With the development of high-throughput biological technology, various types of biological omics data have been generated, which offers an unprecedented new opportunity to understand the molecular mechanisms of life. However, how to effectively analyze these data is the challenge that biologists, medical scientists and information scientists have to face now.
Recently, research team led by Dr. Hongqiang Wang in IIM proposed a new high-throughput data meta analysis method. The method combines joint matrix decomposition with a gene regulation model so that the concordance of molecular activities between different genetic molecular levels can be flexibly probed in identifying cancer molecular biomarkers in meta-analysis context. Numeric experiments showed the performance of the proposed method is superior to the previous methods. The study also revealed two major factors that dominantly influence the meta-analysis of omics data, i.e. data dependence and heterogeneity. The two factors could divide the existing methods into three groups that perform significantly different in reproducibility, as shown in the figure below.

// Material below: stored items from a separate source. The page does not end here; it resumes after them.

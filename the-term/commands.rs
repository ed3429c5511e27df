//! Subcommand implementations. Each one returns a serializable report that
//! `main` prints as JSON.

use serde::Serialize;
use the_mention::{
  Parsed,
  PartTypeId,
  PartTypes,
  Selection,
  Suggestion,
  keyword::{
    Keyword,
    keyword_for,
    keywords_by_trigger,
  },
  parse_value,
  reconcile::apply_edit,
  suggestion::{
    caret_after_commit,
    commit_suggestion,
  },
};

#[derive(Debug, Serialize)]
pub struct KeywordReport {
  pub part_type: PartTypeId,
  pub trigger:   Option<char>,
  pub keyword:   Option<Keyword>,
}

#[derive(Debug, Serialize)]
pub struct CommitReport {
  /// New encoded value, `null` when no keyword was open at the caret.
  pub value: Option<String>,
  /// Display offset after the inserted token.
  pub caret: Option<usize>,
}

#[derive(Debug, Serialize)]
pub struct EditReport {
  pub value:        String,
  pub display_text: String,
}

pub fn parse(part_types: &PartTypes, encoded: &str) -> Parsed {
  parse_value(encoded, part_types)
}

pub fn keywords(part_types: &PartTypes, encoded: &str, caret: usize) -> Vec<KeywordReport> {
  let parsed = parse_value(encoded, part_types);
  keywords_by_trigger(&parsed, Selection::point(caret), part_types)
    .into_iter()
    .map(|(part_type, keyword)| {
      KeywordReport {
        part_type,
        trigger: part_types.get(part_type).and_then(|ty| ty.trigger_char()),
        keyword,
      }
    })
    .collect()
}

pub fn commit(
  part_types: &PartTypes,
  encoded: &str,
  caret: usize,
  id: PartTypeId,
  suggestion: &Suggestion,
) -> CommitReport {
  let parsed = parse_value(encoded, part_types);
  let selection = Selection::point(caret);
  let value = commit_suggestion(&parsed, part_types, id, selection, suggestion);
  let caret = value.as_ref().and_then(|_| {
    let keyword = keyword_for(&parsed, selection, part_types, id)?;
    let trailing_space = part_types.get(id)?.insert_trailing_space;
    Some(caret_after_commit(&keyword, suggestion, trailing_space))
  });
  CommitReport { value, caret }
}

pub fn edit(part_types: &PartTypes, encoded: &str, new_display: &str) -> EditReport {
  let parsed = parse_value(encoded, part_types);
  let value = apply_edit(&parsed.parts, &parsed.display_text, new_display);
  let display_text = parse_value(&value, part_types).display_text;
  EditReport {
    value,
    display_text,
  }
}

The real-data application led to finding a number of known or unknown methylation-driven cancer genes for non-small cell lung cancer (NSCLC). These new biomarkers provide novel clues for developing potential NSCLC methylation-targeted drugs.
The study has been recently published by Oxford University Press in the latest issue of Bioinformatics journal. Two anonymous reviewers commented the work as “The jNMFMA utility and stability of the results seem to be impressive”, “…I feel this could be a very useful piece of work.” Dr. Wang’s work is potentially useful in meta-identifying molecular biomarkers in many application research areas like agriculture and medicine.